Bioavailability of chlorocatechols in naturally contaminated sediment samples and of chloroguaiacols covalently bound to c(2)-guaiacyl residues

Abstract

Bacteria in anaerobic enrichment cultures that dechlorinated a range of chlorocatechols were used to examine the stability of endogenous chlorocatechols in a contaminated sediment sample and in interstitial water prepared from it. During incubation of the sediment sample for 450 days with or without added cells, there was a decrease in the concentration of solvent-extractable chlorocatechols but not in that of the total chlorocatechols, including sediment-associated components. In the presence of azide, the decrease in the concentrations of the former was eliminated or substantially decreased. Control experiments in which 3,4,5-trichlorocatechol was added to the sediment suspensions after 130 days showed that its dechlorination was accomplished not only by the added cells but also by the endemic microbial flora. It was concluded that the endogenous chlorocatechols in the sediment were not accessible to microorganisms with dechlorinating activity. On the other hand, microorganisms were apparently responsible for decreasing the solvent extractability of the chlorocatechols, and this effect decreased with increasing length of exposure time. Similar experiments carried out for 70 days with the sediment interstitial water showed that the chlorocatechols that were known to be associated with organic matter were also inaccessible to microbial dechlorination. Experiments with model compounds in which 4,5,6-trichloroguaiacol and tetrachloroguaiacol were covalently linked to C(2)-guaiacyl residues showed that these compounds were resistant to O demethylation or dechlorination during incubation with a culture having these activities.

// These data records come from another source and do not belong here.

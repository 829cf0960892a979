//! Registration lifecycles: the current expiry per `(subregistry, node)`.
//!
//! ```text
//! Unregistered ──first registration──▶ Registered
//! Registered   ──renewal────────────▶ Registered   (expiry extended)
//! Registered   ──registration───────▶ Registered   (expiry reset, controller flag cleared)
//! ```
//!
//! There is no stored "expired" state; readers compare `expires_at` with the
//! time they care about. Rows are never deleted so that "is this the first
//! registration ever" always has an answer.

use serde::{Deserialize, Serialize};

use crate::error::IndexerError;
use crate::store::UnitOfWork;
use crate::subregistry::SubregistryId;
use crate::types::{to_hex, Node, UnixTimestamp};

/// Current registration state of one node in one subregistry.
#[derive(Debug, Clone, Copy, PartialEq, Eq, Serialize, Deserialize)]
pub struct RegistrationLifecycle {
    pub subregistry_id: SubregistryId,
    pub node: Node,
    pub expires_at: UnixTimestamp,
    /// Set when a known registrar controller reported on the current
    /// registration cycle; cleared when a new cycle begins.
    pub controller_managed: bool,
}

impl RegistrationLifecycle {
    /// `true` once `at` is past the expiry (grace periods are the reader's
    /// concern).
    pub fn is_expired_at(&self, at: UnixTimestamp) -> bool {
        at >= self.expires_at
    }
}

/// The outcome of a renewal: the prior expiry is needed for duration
/// accounting.
#[derive(Debug, Clone, Copy, PartialEq, Eq)]
pub struct Renewed {
    pub previous_expires_at: UnixTimestamp,
    pub lifecycle: RegistrationLifecycle,
}

fn not_found(subregistry_id: &SubregistryId, node: &Node) -> IndexerError {
    IndexerError::LifecycleNotFound {
        subregistry: subregistry_id.to_string(),
        node: to_hex(node),
    }
}

/// Current lifecycle for the pair, if the node was ever registered.
pub async fn get_current(
    uow: &mut dyn UnitOfWork,
    subregistry_id: &SubregistryId,
    node: &Node,
) -> Result<Option<RegistrationLifecycle>, IndexerError> {
    uow.lifecycle(subregistry_id, node).await
}

/// Create the lifecycle for a node's first-ever registration.
///
/// Fails with `LifecycleAlreadyExists` if the pair was registered before.
pub async fn record_first_registration(
    uow: &mut dyn UnitOfWork,
    subregistry_id: &SubregistryId,
    node: &Node,
    expires_at: UnixTimestamp,
) -> Result<RegistrationLifecycle, IndexerError> {
    if uow.lifecycle(subregistry_id, node).await?.is_some() {
        return Err(IndexerError::LifecycleAlreadyExists {
            subregistry: subregistry_id.to_string(),
            node: to_hex(node),
        });
    }
    let lifecycle = RegistrationLifecycle {
        subregistry_id: *subregistry_id,
        node: *node,
        expires_at,
        controller_managed: false,
    };
    uow.insert_lifecycle(&lifecycle).await?;
    Ok(lifecycle)
}

/// Start a new registration cycle for a previously registered node.
///
/// Overwrites the expiry (up or down) and clears the controller-managed flag:
/// the new cycle's controller is unknown until a controller event says so.
pub async fn record_subsequent_registration(
    uow: &mut dyn UnitOfWork,
    subregistry_id: &SubregistryId,
    node: &Node,
    expires_at: UnixTimestamp,
) -> Result<RegistrationLifecycle, IndexerError> {
    let mut lifecycle = uow
        .lifecycle(subregistry_id, node)
        .await?
        .ok_or_else(|| not_found(subregistry_id, node))?;
    lifecycle.expires_at = expires_at;
    lifecycle.controller_managed = false;
    uow.update_lifecycle(&lifecycle).await?;
    Ok(lifecycle)
}

/// Extend the current registration.
///
/// A renewal with no known registration is fatal: it means the indexer missed
/// the registration and every later duration would be wrong.
pub async fn record_renewal(
    uow: &mut dyn UnitOfWork,
    subregistry_id: &SubregistryId,
    node: &Node,
    expires_at: UnixTimestamp,
) -> Result<Renewed, IndexerError> {
    let mut lifecycle = uow
        .lifecycle(subregistry_id, node)
        .await?
        .ok_or_else(|| not_found(subregistry_id, node))?;
    let previous_expires_at = lifecycle.expires_at;
    lifecycle.expires_at = expires_at;
    uow.update_lifecycle(&lifecycle).await?;
    Ok(Renewed {
        previous_expires_at,
        lifecycle,
    })
}

/// Flag the node's current registration as managed by a known controller.
pub async fn mark_controller_managed(
    uow: &mut dyn UnitOfWork,
    subregistry_id: &SubregistryId,
    node: &Node,
) -> Result<RegistrationLifecycle, IndexerError> {
    let mut lifecycle = uow
        .lifecycle(subregistry_id, node)
        .await?
        .ok_or_else(|| not_found(subregistry_id, node))?;
    if !lifecycle.controller_managed {
        lifecycle.controller_managed = true;
        uow.update_lifecycle(&lifecycle).await?;
    }
    Ok(lifecycle)
}
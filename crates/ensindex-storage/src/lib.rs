//! ensindex-storage: registrar store backends for ENSIndex.
//!
//! Backends:
//! - [`memory`]: in-memory (dev/testing/replays, no persistence)
//! - [`sqlite`]: SQLite via `sqlx` (embedded, single-file persistence)
//!
//! Both implement [`ensindex_core::store::RegistrarStore`].

pub mod memory;

#[cfg(feature = "sqlite")]
pub mod sqlite;

pub use memory::InMemoryStorage;

#[cfg(feature = "sqlite")]
pub use sqlite::SqliteStorage;
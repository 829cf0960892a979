//! HashMap-backed unit of work for this crate's unit tests.

use std::collections::HashMap;

use alloy_primitives::{Address, B256};
use async_trait::async_trait;

use crate::action::{ActionId, LogicalEventKey, RegistrarAction};
use crate::controller::RegistrarController;
use crate::error::IndexerError;
use crate::lifecycle::RegistrationLifecycle;
use crate::store::UnitOfWork;
use crate::subregistry::{Subregistry, SubregistryId};
use crate::types::{to_hex, ChainId, EventId, EventRef, Node};

#[derive(Default)]
pub(crate) struct ScratchUnitOfWork {
    pub subregistries: HashMap<SubregistryId, Subregistry>,
    pub lifecycles: HashMap<(SubregistryId, Node), RegistrationLifecycle>,
    pub actions: HashMap<ActionId, RegistrarAction>,
    pub pending: HashMap<LogicalEventKey, ActionId>,
    pub controllers: HashMap<(ChainId, Address), RegistrarController>,
    pub events: HashMap<EventId, EventRef>,
}

#[async_trait]
impl UnitOfWork for ScratchUnitOfWork {
    async fn subregistry(&mut self, id: &SubregistryId) -> Result<Option<Subregistry>, IndexerError> {
        Ok(self.subregistries.get(id).copied())
    }

    async fn insert_subregistry(&mut self, subregistry: &Subregistry) -> Result<(), IndexerError> {
        self.subregistries.insert(subregistry.id, *subregistry);
        Ok(())
    }

    async fn lifecycle(
        &mut self,
        subregistry_id: &SubregistryId,
        node: &Node,
    ) -> Result<Option<RegistrationLifecycle>, IndexerError> {
        Ok(self.lifecycles.get(&(*subregistry_id, *node)).copied())
    }

    async fn insert_lifecycle(&mut self, lifecycle: &RegistrationLifecycle) -> Result<(), IndexerError> {
        self.lifecycles
            .insert((lifecycle.subregistry_id, lifecycle.node), *lifecycle);
        Ok(())
    }

    async fn update_lifecycle(&mut self, lifecycle: &RegistrationLifecycle) -> Result<(), IndexerError> {
        self.insert_lifecycle(lifecycle).await
    }

    async fn action(&mut self, id: &ActionId) -> Result<Option<RegistrarAction>, IndexerError> {
        Ok(self.actions.get(id).cloned())
    }

    async fn insert_action(&mut self, action: &RegistrarAction) -> Result<(), IndexerError> {
        if self.actions.contains_key(&action.id) {
            return Err(IndexerError::Storage(format!("duplicate action {}", action.id)));
        }
        self.actions.insert(action.id.clone(), action.clone());
        Ok(())
    }

    async fn update_action(&mut self, action: &RegistrarAction) -> Result<(), IndexerError> {
        self.actions.insert(action.id.clone(), action.clone());
        Ok(())
    }

    async fn insert_pending(
        &mut self,
        key: &LogicalEventKey,
        action_id: &ActionId,
    ) -> Result<(), IndexerError> {
        self.pending.insert(key.clone(), action_id.clone());
        Ok(())
    }

    async fn pending(&mut self, key: &LogicalEventKey) -> Result<Option<ActionId>, IndexerError> {
        Ok(self.pending.get(key).cloned())
    }

    async fn delete_pending(&mut self, key: &LogicalEventKey) -> Result<(), IndexerError> {
        self.pending.remove(key);
        Ok(())
    }

    async fn discard_pending_for_transaction(
        &mut self,
        transaction_hash: &B256,
    ) -> Result<u64, IndexerError> {
        let tx = to_hex(transaction_hash);
        let before = self.pending.len();
        self.pending.retain(|k, _| k.transaction_hash_hex() != tx);
        Ok((before - self.pending.len()) as u64)
    }

    async fn controller(
        &mut self,
        chain_id: ChainId,
        controller: &Address,
    ) -> Result<Option<RegistrarController>, IndexerError> {
        Ok(self.controllers.get(&(chain_id, *controller)).copied())
    }

    async fn upsert_controller(&mut self, controller: &RegistrarController) -> Result<(), IndexerError> {
        self.controllers
            .insert((controller.chain_id, controller.controller_address), *controller);
        Ok(())
    }

    async fn has_event(&mut self, id: &EventId) -> Result<bool, IndexerError> {
        Ok(self.events.contains_key(id))
    }

    async fn insert_event(&mut self, event: &EventRef) -> Result<(), IndexerError> {
        self.events.insert(event.id.clone(), event.clone());
        Ok(())
    }

    async fn commit(self: Box<Self>) -> Result<(), IndexerError> {
        Ok(())
    }
}
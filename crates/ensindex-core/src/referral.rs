//! Referrer decoding.

use alloy_primitives::{Address, B256};
use serde::{Deserialize, Serialize};

/// An encoded referrer (bytes32) and the address it decodes to.
#[derive(Debug, Clone, Copy, PartialEq, Eq, Serialize, Deserialize)]
pub struct ReferrerInfo {
    pub encoded_referrer: B256,
    pub decoded_referrer: Address,
}

impl ReferrerInfo {
    pub fn from_encoded(encoded_referrer: B256) -> Self {
        Self {
            encoded_referrer,
            decoded_referrer: decode_referrer(&encoded_referrer),
        }
    }
}

/// Referral attached to an action.
///
/// `NotApplicable` means the emitting contract generation has no referral
/// concept at all. A supported-but-empty referrer is `Available` with a zero
/// encoded value, so the two cases stay distinguishable.
#[derive(Debug, Clone, Copy, PartialEq, Eq, Default, Serialize, Deserialize)]
#[serde(tag = "status", content = "referrer", rename_all = "snake_case")]
pub enum Referral {
    Available(ReferrerInfo),
    #[default]
    NotApplicable,
}

impl Referral {
    pub fn from_encoded(encoded: B256) -> Self {
        Self::Available(ReferrerInfo::from_encoded(encoded))
    }

    pub fn is_available(&self) -> bool {
        matches!(self, Self::Available(_))
    }

    pub fn info(&self) -> Option<&ReferrerInfo> {
        match self {
            Self::Available(r) => Some(r),
            Self::NotApplicable => None,
        }
    }

    /// Available information wins; `NotApplicable` never erases a referral
    /// that another event already attached.
    pub fn merge(self, incoming: Referral) -> Referral {
        match incoming {
            Self::Available(_) => incoming,
            Self::NotApplicable => self,
        }
    }
}

/// Decode a bytes32 referrer into an address.
///
/// The address is left-padded with 12 zero bytes. Any value with a non-zero
/// padding does not encode an address and decodes to the zero address.
pub fn decode_referrer(encoded: &B256) -> Address {
    let (padding, tail) = encoded.as_slice().split_at(12);
    if padding.iter().all(|b| *b == 0) {
        Address::from_slice(tail)
    } else {
        Address::ZERO
    }
}
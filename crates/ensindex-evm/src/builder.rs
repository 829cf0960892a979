//! Fluent builder API for ENSIndex configurations and processors.
//!
//! # Example
//!
//! ```rust,no_run
//! use std::sync::Arc;
//! use alloy_primitives::address;
//! use ensindex_core::subregistry::ControllerGeneration;
//! use ensindex_evm::IndexerBuilder;
//! use ensindex_storage::InMemoryStorage;
//!
//! # fn example() -> Result<(), ensindex_core::IndexerError> {
//! let registrar = address!("57f1887a8BF19b14fC0dF6Fd9B2acc9Af147eA85");
//! let processor = IndexerBuilder::new()
//!     .id("ens-mainnet")
//!     .subregistry("ens", 1, registrar, "eth")
//!     .controller(
//!         registrar,
//!         address!("253553366Da8546fC250F225fe3d25d0C782303b"),
//!         ControllerGeneration::Wrapped,
//!     )
//!     .build(Arc::new(InMemoryStorage::new()))?;
//! # Ok(())
//! # }
//! ```

use std::sync::Arc;

use alloy_primitives::Address;

use ensindex_core::error::IndexerError;
use ensindex_core::indexer::{ControllerConfig, IndexerConfig, SubregistryConfig};
use ensindex_core::store::RegistrarStore;
use ensindex_core::subregistry::ControllerGeneration;
use ensindex_core::types::ChainId;

use crate::adapters::default_adapters;
use crate::processor::Processor;

/// Fluent builder for `IndexerConfig`.
#[derive(Default)]
pub struct IndexerBuilder {
    config: IndexerConfig,
}

impl IndexerBuilder {
    pub fn new() -> Self {
        Self {
            config: IndexerConfig::default(),
        }
    }

    /// Start from an existing (e.g. file-loaded) configuration.
    pub fn from_config(config: IndexerConfig) -> Self {
        Self { config }
    }

    /// Set the indexer ID (used in logs).
    pub fn id(mut self, id: impl Into<String>) -> Self {
        self.config.id = id.into();
        self
    }

    /// Set the per-chain ingestion channel capacity.
    pub fn channel_capacity(mut self, capacity: usize) -> Self {
        self.config.channel_capacity = capacity;
        self
    }

    /// Add a registrar deployment managing the direct subnames of
    /// `managed_name`.
    pub fn subregistry(
        mut self,
        name: impl Into<String>,
        chain_id: ChainId,
        registrar: Address,
        managed_name: impl Into<String>,
    ) -> Self {
        self.config.subregistries.push(SubregistryConfig {
            name: name.into(),
            chain_id,
            registrar,
            managed_name: managed_name.into(),
            controllers: vec![],
            renewal_referrers: vec![],
        });
        self
    }

    /// Bind a controller to the subregistry whose base registrar is
    /// `registrar`. Ignored if no such subregistry was added.
    pub fn controller(
        mut self,
        registrar: Address,
        address: Address,
        generation: ControllerGeneration,
    ) -> Self {
        if let Some(sub) = self.find(registrar) {
            sub.controllers.push(ControllerConfig {
                address,
                generation,
            });
        }
        self
    }

    /// Bind a renewal-referrer contract to the subregistry whose base
    /// registrar is `registrar`.
    pub fn renewal_referrer(mut self, registrar: Address, address: Address) -> Self {
        if let Some(sub) = self.find(registrar) {
            sub.renewal_referrers.push(address);
        }
        self
    }

    fn find(&mut self, registrar: Address) -> Option<&mut SubregistryConfig> {
        self.config
            .subregistries
            .iter_mut()
            .rev()
            .find(|s| s.registrar == registrar)
    }

    /// Build the `IndexerConfig`.
    pub fn build_config(self) -> IndexerConfig {
        self.config
    }

    /// Validate the configuration and build a processor over `store` with
    /// the default adapters.
    pub fn build(self, store: Arc<dyn RegistrarStore>) -> Result<Processor, IndexerError> {
        self.config.validate()?;
        Ok(Processor::new(store, self.config.registry(), default_adapters()))
    }
}

#[cfg(test)]
mod tests {
    use super::*;
    use alloy_primitives::address;

    const REGISTRAR: Address = address!("57f1887a8BF19b14fC0dF6Fd9B2acc9Af147eA85");
    const LEGACY: Address = address!("283Af0B28c62C092C9727F1Ee09c02CA627EB7F5");

    #[test]
    fn builder_defaults() {
        let cfg = IndexerBuilder::new().build_config();
        assert_eq!(cfg.id, "default");
        assert_eq!(cfg.channel_capacity, 1024);
        assert!(cfg.subregistries.is_empty());
    }

    #[test]
    fn builder_custom() {
        let cfg = IndexerBuilder::new()
            .id("ens")
            .channel_capacity(16)
            .subregistry("ens", 1, REGISTRAR, "eth")
            .controller(REGISTRAR, LEGACY, ControllerGeneration::Legacy)
            .renewal_referrer(REGISTRAR, Address::repeat_byte(0x77))
            .controller(Address::repeat_byte(1), LEGACY, ControllerGeneration::Wrapped)
            .build_config();

        assert_eq!(cfg.id, "ens");
        assert_eq!(cfg.channel_capacity, 16);
        let sub = &cfg.subregistries[0];
        assert_eq!(sub.managed_name, "eth");
        assert_eq!(sub.controllers.len(), 1);
        assert_eq!(sub.controllers[0].generation, ControllerGeneration::Legacy);
        assert_eq!(sub.renewal_referrers, vec![Address::repeat_byte(0x77)]);
    }
}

The only effect of microbial action was the quantitative reduction in 12 days of the C'1 keto group to an alcohol which was stable against further transformation for up to 65 days. The results of these experiments are consistent with the existence of chlorocatechols and chloroguaiacols in contaminated sediments and illustrate the cardinal significance of bioavailability in determining their recalcitrance to dechlorination and O demethylation, respectively. It is suggested that bioavailability is an important factor in determining the persistence of xenobiotics in natural ecosystems and that its omission represents a serious limitation in the interpretation of many laboratory experiments directed towards determining the persistence of xenobiotics in aquatic ecosystems.